John Middleditch

b. 1906d. 1987

John Middleditch was born in Dunedin and attended Dunedin Technical College. There he learnt blacksmithing, engineering, drawing and draughting, which added to the training in wood carving he had acquired as a school student. During the depression he went gold mining in Central Otago and then worked as an engineering draughtsman. Between 1945 and 1956 he completed night classes at the Dunedin School of Art, while working as a draughtsman for McSkimming Industries.

He was a member of the “New Group,” an exhibiting collective of five Dunedin artists formed in 1950 who held regular exhibitions until 1959. In the late 1950s Middleditch moved to Andersons Bay, where he set up a studio, becoming one of the country’s few full-time sculptors in 1962.

In 1966 he travelled extensively in Europe.
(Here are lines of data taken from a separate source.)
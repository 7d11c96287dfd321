use std::fmt;

use serde::{Deserialize, Serialize};
use xxhash_rust::xxh64::xxh64;

use crate::types::{ProcId, Vid};

/// Placement policy for vertices and edges.
///
/// Both functions must be pure: every process evaluates them independently and
/// the protocol relies on all of them reaching the same answer. Vertex
/// ownership and edge storage are decided separately, so an edge may land on a
/// process that owns neither endpoint; those endpoints become mirrors there.
pub trait Partitioner: Send + Sync + fmt::Debug {
    /// Process holding the canonical record of `vid`.
    fn vertex_owner(&self, vid: Vid, numprocs: usize) -> ProcId;

    /// Process that physically stores the edge `source -> target`.
    fn edge_destination(&self, source: Vid, target: Vid, numprocs: usize) -> ProcId;
}

/// Hash placement: owners by a seeded hash of the vid, edges by a seeded hash
/// of the ordered endpoint pair (a randomized vertex cut).
#[derive(Clone, Copy, Debug, Default, PartialEq, Eq)]
pub struct HashPartitioner {
    seed: u64,
}

impl HashPartitioner {
    /// Creates a hash partitioner; every process must use the same seed.
    pub fn new(seed: u64) -> Self {
        Self { seed }
    }

    /// Hash of a vertex id under this partitioner's seed.
    #[inline]
    pub fn hash_vertex(&self, vid: Vid) -> u64 {
        xxh64(&vid.0.to_le_bytes(), self.seed)
    }

    #[inline]
    fn hash_edge(&self, source: Vid, target: Vid) -> u64 {
        let mut key = [0u8; 16];
        key[..8].copy_from_slice(&source.0.to_le_bytes());
        key[8..].copy_from_slice(&target.0.to_le_bytes());
        xxh64(&key, self.seed ^ EDGE_SALT)
    }
}

const EDGE_SALT: u64 = 0x9e37_79b9_7f4a_7c15;

impl Partitioner for HashPartitioner {
    fn vertex_owner(&self, vid: Vid, numprocs: usize) -> ProcId {
        (self.hash_vertex(vid) % numprocs as u64) as ProcId
    }

    fn edge_destination(&self, source: Vid, target: Vid, numprocs: usize) -> ProcId {
        (self.hash_edge(source, target) % numprocs as u64) as ProcId
    }
}

/// Identity placement: `owner = vid mod numprocs`; edges follow their source.
#[derive(Clone, Copy, Debug, Default, PartialEq, Eq)]
pub struct ModuloPartitioner;

impl Partitioner for ModuloPartitioner {
    fn vertex_owner(&self, vid: Vid, numprocs: usize) -> ProcId {
        (vid.0 % numprocs as u64) as ProcId
    }

    fn edge_destination(&self, source: Vid, _target: Vid, numprocs: usize) -> ProcId {
        self.vertex_owner(source, numprocs)
    }
}

/// Range placement over `0..=max_vid`: each process owns one contiguous
/// block of ids; edges follow their source. Ids past `max_vid` fold onto the
/// last process.
#[derive(Clone, Copy, Debug, PartialEq, Eq)]
pub struct RangePartitioner {
    max_vid: u64,
}

impl RangePartitioner {
    /// Creates a range partitioner covering `0..=max_vid`.
    pub fn new(max_vid: u64) -> Self {
        Self { max_vid }
    }
}

impl Partitioner for RangePartitioner {
    fn vertex_owner(&self, vid: Vid, numprocs: usize) -> ProcId {
        let span = u128::from(self.max_vid) + 1;
        let clamped = u128::from(vid.0.min(self.max_vid));
        (clamped * numprocs as u128 / span) as ProcId
    }

    fn edge_destination(&self, source: Vid, _target: Vid, numprocs: usize) -> ProcId {
        self.vertex_owner(source, numprocs)
    }
}

/// Serializable choice of a built-in partitioner.
#[derive(Clone, Copy, Debug, PartialEq, Eq, Serialize, Deserialize)]
#[serde(tag = "kind", rename_all = "snake_case")]
pub enum PartitionKind {
    /// [`HashPartitioner`] with the given seed.
    Hash {
        /// Hash seed shared by every process.
        #[serde(default)]
        seed: u64,
    },
    /// [`ModuloPartitioner`].
    Modulo,
    /// [`RangePartitioner`] over `0..=max_vid`.
    Range {
        /// Largest expected vertex id.
        max_vid: u64,
    },
}

impl Default for PartitionKind {
    fn default() -> Self {
        PartitionKind::Hash { seed: 0 }
    }
}

impl PartitionKind {
    /// Instantiates the selected partitioner.
    pub fn build(self) -> Box<dyn Partitioner> {
        match self {
            PartitionKind::Hash { seed } => Box::new(HashPartitioner::new(seed)),
            PartitionKind::Modulo => Box::new(ModuloPartitioner),
            PartitionKind::Range { max_vid } => Box::new(RangePartitioner::new(max_vid)),
        }
    }
}
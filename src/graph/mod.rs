//! The finalized, partitioned graph as seen by one process.

use std::marker::PhantomData;

use rustc_hash::FxHashMap;
use serde::{Deserialize, Serialize};

use crate::ingress::MirrorSet;
use crate::storage::{CsrGraph, LocalGraph};
use crate::types::{Lvid, ProcId, Vid};

/// Permanent replica bookkeeping for one local vertex.
#[derive(Clone, Debug, Default, PartialEq, Eq, Serialize, Deserialize)]
pub struct VertexRecord {
    /// Global id.
    pub gvid: Vid,
    /// Owning process.
    pub owner: ProcId,
    /// Processes holding a non-owning replica.
    pub mirrors: MirrorSet,
    /// Global in-degree.
    pub num_in_edges: usize,
    /// Global out-degree.
    pub num_out_edges: usize,
}

impl VertexRecord {
    /// Processes holding a non-owning replica.
    pub fn mirrors(&self) -> &MirrorSet {
        &self.mirrors
    }

    /// Number of replicas of this vertex across the cluster, owner included.
    pub fn num_replicas(&self) -> usize {
        self.mirrors.len() + 1
    }
}

/// Cluster-wide counters computed once during finalize.
#[derive(Clone, Copy, Debug, Default, PartialEq, Eq, Serialize, Deserialize)]
pub struct GlobalStats {
    /// Distinct vertices (each counted once, at its owner).
    pub nverts: u64,
    /// Edges across all processes.
    pub nedges: u64,
    /// Vertex replicas across all processes (owners plus mirrors).
    pub nreplicas: u64,
    /// First global edge id of this process's edges.
    pub begin_eid: u64,
    /// Vertices owned by this process.
    pub local_own_nverts: u64,
}

/// Wall-clock time spent in each finalize phase on this process.
#[derive(Clone, Copy, Debug, Default, PartialEq, Eq, Serialize, Deserialize)]
pub struct FinalizeStats {
    /// Flush and local graph construction.
    pub drain_millis: u64,
    /// Vertex payload ingestion.
    pub vertex_data_millis: u64,
    /// Ownership gather/scatter and record population.
    pub reconcile_millis: u64,
    /// Global statistics exchange.
    pub stats_millis: u64,
    /// Teardown.
    pub teardown_millis: u64,
}

impl FinalizeStats {
    /// Sum of all phases.
    pub fn total_millis(&self) -> u64 {
        self.drain_millis
            + self.vertex_data_millis
            + self.reconcile_millis
            + self.stats_millis
            + self.teardown_millis
    }
}

/// One process's share of a finalized distributed graph.
///
/// Immutable: produced by [`crate::ingress::DistributedIngress::finalize`]
/// and only queried afterwards.
pub struct DistributedGraph<V, E, G = CsrGraph<V, E>> {
    procid: ProcId,
    numprocs: usize,
    local_graph: G,
    vid2lvid: FxHashMap<Vid, Lvid>,
    lvid2record: Vec<VertexRecord>,
    stats: GlobalStats,
    finalize_stats: FinalizeStats,
    _payload: PhantomData<fn() -> (V, E)>,
}

impl<V, E, G> DistributedGraph<V, E, G>
where
    G: LocalGraph<V, E>,
{
    pub(crate) fn from_parts(
        procid: ProcId,
        numprocs: usize,
        local_graph: G,
        vid2lvid: FxHashMap<Vid, Lvid>,
        lvid2record: Vec<VertexRecord>,
        stats: GlobalStats,
        finalize_stats: FinalizeStats,
    ) -> Self {
        Self {
            procid,
            numprocs,
            local_graph,
            vid2lvid,
            lvid2record,
            stats,
            finalize_stats,
            _payload: PhantomData,
        }
    }

    /// Rank of this process.
    pub fn procid(&self) -> ProcId {
        self.procid
    }

    /// Number of processes sharing the graph.
    pub fn numprocs(&self) -> usize {
        self.numprocs
    }

    /// Distinct vertices in the whole graph.
    pub fn num_vertices(&self) -> u64 {
        self.stats.nverts
    }

    /// Edges in the whole graph.
    pub fn num_edges(&self) -> u64 {
        self.stats.nedges
    }

    /// Vertex replicas in the whole graph, owners included.
    pub fn num_replicas(&self) -> u64 {
        self.stats.nreplicas
    }

    /// Replicas per distinct vertex; zero for an empty graph.
    pub fn replication_factor(&self) -> f64 {
        if self.stats.nverts == 0 {
            0.0
        } else {
            self.stats.nreplicas as f64 / self.stats.nverts as f64
        }
    }

    /// First global edge id assigned to this process's edges.
    pub fn begin_edge_id(&self) -> u64 {
        self.stats.begin_eid
    }

    /// Cluster-wide counters.
    pub fn stats(&self) -> &GlobalStats {
        &self.stats
    }

    /// Per-phase finalize timings on this process.
    pub fn finalize_stats(&self) -> &FinalizeStats {
        &self.finalize_stats
    }

    /// Replicas held by this process, owned or mirrored.
    pub fn num_local_vertices(&self) -> usize {
        self.local_graph.num_vertices()
    }

    /// Edges stored on this process.
    pub fn num_local_edges(&self) -> usize {
        self.local_graph.num_edges()
    }

    /// Vertices owned by this process.
    pub fn num_local_own_vertices(&self) -> u64 {
        self.stats.local_own_nverts
    }

    /// Local id of `vid`, if this process holds a replica.
    pub fn local_vid(&self, vid: Vid) -> Option<Lvid> {
        self.vid2lvid.get(&vid).copied()
    }

    /// Global id of a local vertex.
    pub fn global_vid(&self, lvid: Lvid) -> Option<Vid> {
        self.vertex_record(lvid).map(|record| record.gvid)
    }

    /// Replica bookkeeping of a local vertex.
    pub fn vertex_record(&self, lvid: Lvid) -> Option<&VertexRecord> {
        self.lvid2record.get(lvid.index())
    }

    /// Replica bookkeeping looked up by global id.
    pub fn record_of(&self, vid: Vid) -> Option<&VertexRecord> {
        self.local_vid(vid).and_then(|lvid| self.vertex_record(lvid))
    }

    /// Whether this process owns the local vertex.
    pub fn is_owned(&self, lvid: Lvid) -> bool {
        self.vertex_record(lvid)
            .is_some_and(|record| record.owner == self.procid)
    }

    /// Every local vertex record, indexed by local id.
    pub fn records(&self) -> &[VertexRecord] {
        &self.lvid2record
    }

    /// Underlying local adjacency store.
    pub fn local_graph(&self) -> &G {
        &self.local_graph
    }
}

impl<V, E> DistributedGraph<V, E, CsrGraph<V, E>>
where
    V: Default + Clone + Send,
    E: Send,
{
    /// Vertex payload of `vid`, if this process holds a replica.
    pub fn vertex_data(&self, vid: Vid) -> Option<&V> {
        self.local_vid(vid)
            .and_then(|lvid| self.local_graph.vertex_data(lvid))
    }
}
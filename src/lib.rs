//! Graft: distributed graph ingress.
//!
//! Cooperating processes insert vertices and edges in any order, then run a
//! collective finalize that assigns every vertex an owner, records its
//! mirrors, reconciles degrees and payloads, and computes global statistics.
//! The result is an immutable, vertex-cut partitioned [`DistributedGraph`].
//!
//! ```no_run
//! use std::sync::Arc;
//! use graft::{Communicator, DistributedIngress, IngressOptions, LocalCluster, Vid};
//!
//! # fn main() -> graft::Result<()> {
//! let cluster = LocalCluster::new(2)?;
//! let graphs = cluster.try_run(|comm| {
//!     let procid = comm.procid() as u64;
//!     let ingress = DistributedIngress::<u32, f32, _>::new(Arc::new(comm), IngressOptions::new())?;
//!     ingress.add_edge(Vid(procid), Vid(procid + 1), 1.0)?;
//!     ingress.finalize()
//! })?;
//! assert_eq!(graphs[0].num_edges(), 2);
//! # Ok(())
//! # }
//! ```

#![warn(missing_docs)]

pub mod graph;
pub mod ingress;
pub mod logging;
pub mod primitives;
pub mod storage;
pub mod types;

pub use graph::{DistributedGraph, FinalizeStats, GlobalStats, VertexRecord};
pub use ingress::{
    CombineFn, DistributedIngress, HashPartitioner, MirrorSet, ModuloPartitioner, PartitionKind,
    Partitioner, RangePartitioner,
};
pub use logging::init_logging;
pub use primitives::comm::{Communicator, LocalCluster, LocalClusterOptions, LocalComm};
pub use storage::{
    CounterMetrics, CsrGraph, IngressConfig, IngressMetrics, IngressOptions, LocalGraph,
    NoopMetrics,
};
pub use types::{GraphError, Lvid, ProcId, Result, Tag, Vid};
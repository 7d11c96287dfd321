//! Per-process storage and ingress configuration.
//!
//! Holds the local adjacency store each process fills during ingress, the
//! options threaded into the ingress constructor, and the metrics hooks.

mod local;
mod metrics;
mod options;

/// Local graph storage contract and the default CSR implementation.
pub use local::{CsrGraph, LocalGraph};

/// Metrics and profiling.
pub use metrics::{default_metrics, CounterMetrics, IngressMetrics, NoopMetrics};

/// Ingress configuration options.
pub use options::{IngressConfig, IngressOptions, DEFAULT_BATCH_SIZE};
//! Communication substrate consumed by the ingress protocol.
//!
//! The protocol only relies on the operations of [`Communicator`]: batched
//! point-to-point delivery on tagged lanes, collective synchronization,
//! collective data exchange, and one-way remote invocation. [`LocalCluster`]
//! implements them in-process with one thread per rank.

mod local;

pub use local::{LocalCluster, LocalClusterOptions, LocalComm};

use crate::types::{ProcId, Result, Tag};

/// Operations a process uses to cooperate with its peers.
///
/// Every collective (`barrier`, `full_barrier`, `all_to_all`, `all_gather`,
/// `allocate_tag`) must be entered by all processes in the same order. Once
/// any process calls [`Communicator::abort`], every collective and remote call
/// on every process fails with [`crate::types::GraphError::Aborted`].
pub trait Communicator: Send + Sync + 'static {
    /// Rank of the calling process.
    fn procid(&self) -> ProcId;

    /// Number of cooperating processes.
    fn numprocs(&self) -> usize;

    /// Allocates the next lane/endpoint tag. Processes allocate identical
    /// sequences as long as they construct protocol objects in the same order.
    fn allocate_tag(&self) -> Tag;

    /// Blocks until every process arrives.
    fn barrier(&self) -> Result<()>;

    /// Barrier that additionally waits for every in-flight remote call,
    /// issued by any process before the barrier, to complete.
    fn full_barrier(&self) -> Result<()>;

    /// Delivers a batch of records to `dest` on lane `tag`.
    fn send_batch<T: Send + 'static>(&self, dest: ProcId, tag: Tag, batch: Vec<T>) -> Result<()>;

    /// Pops one arrived batch on lane `tag`, or `None` when nothing is queued.
    ///
    /// Never waits for in-transit batches; pair a sender-side flush with a
    /// barrier before draining.
    fn recv_batch<T: Send + 'static>(&self, tag: Tag) -> Result<Option<(ProcId, Vec<T>)>>;

    /// Sends `outgoing[p]` to every process `p` and returns, at index `q`,
    /// what process `q` sent to the caller.
    fn all_to_all<T: Send + 'static>(&self, outgoing: Vec<Vec<T>>) -> Result<Vec<Vec<T>>>;

    /// Returns every process's `value`, indexed by rank.
    fn all_gather<T: Clone + Send + Sync + 'static>(&self, value: T) -> Result<Vec<T>>;

    /// Installs the handler invoked when a peer calls endpoint `tag` on this process.
    fn register_handler<T, F>(&self, tag: Tag, handler: F)
    where
        T: Send + 'static,
        F: Fn(ProcId, T) -> Result<()> + Send + Sync + 'static;

    /// Removes the handler for endpoint `tag` on this process.
    fn unregister_handler(&self, tag: Tag);

    /// Asynchronously invokes endpoint `tag` on `dest` with `payload`.
    ///
    /// Completion is only guaranteed after the next [`Communicator::full_barrier`].
    fn remote_call<T: Send + 'static>(&self, dest: ProcId, tag: Tag, payload: T) -> Result<()>;

    /// Aborts the whole cluster; peers fail at their next collective.
    fn abort(&self, reason: &str);

    /// Reason of an abort raised by any process, if any.
    fn abort_reason(&self) -> Option<String>;
}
While in Italy he worked on many symbolic drawings of scorpions. From 1966 to 1968 he developed the scorpion drawings into a sculpture series, as well as a brain-fever bird series, the winged aggression series and the fallen flight series.

During the 1970s Middleditch reviewed art exhibitions for the Otago Daily Times and also took children’s art classes. He was one of two recipients of a New Zealand Academy of Fine Arts Award in 1982, taking the award ahead of more than 200 other artists.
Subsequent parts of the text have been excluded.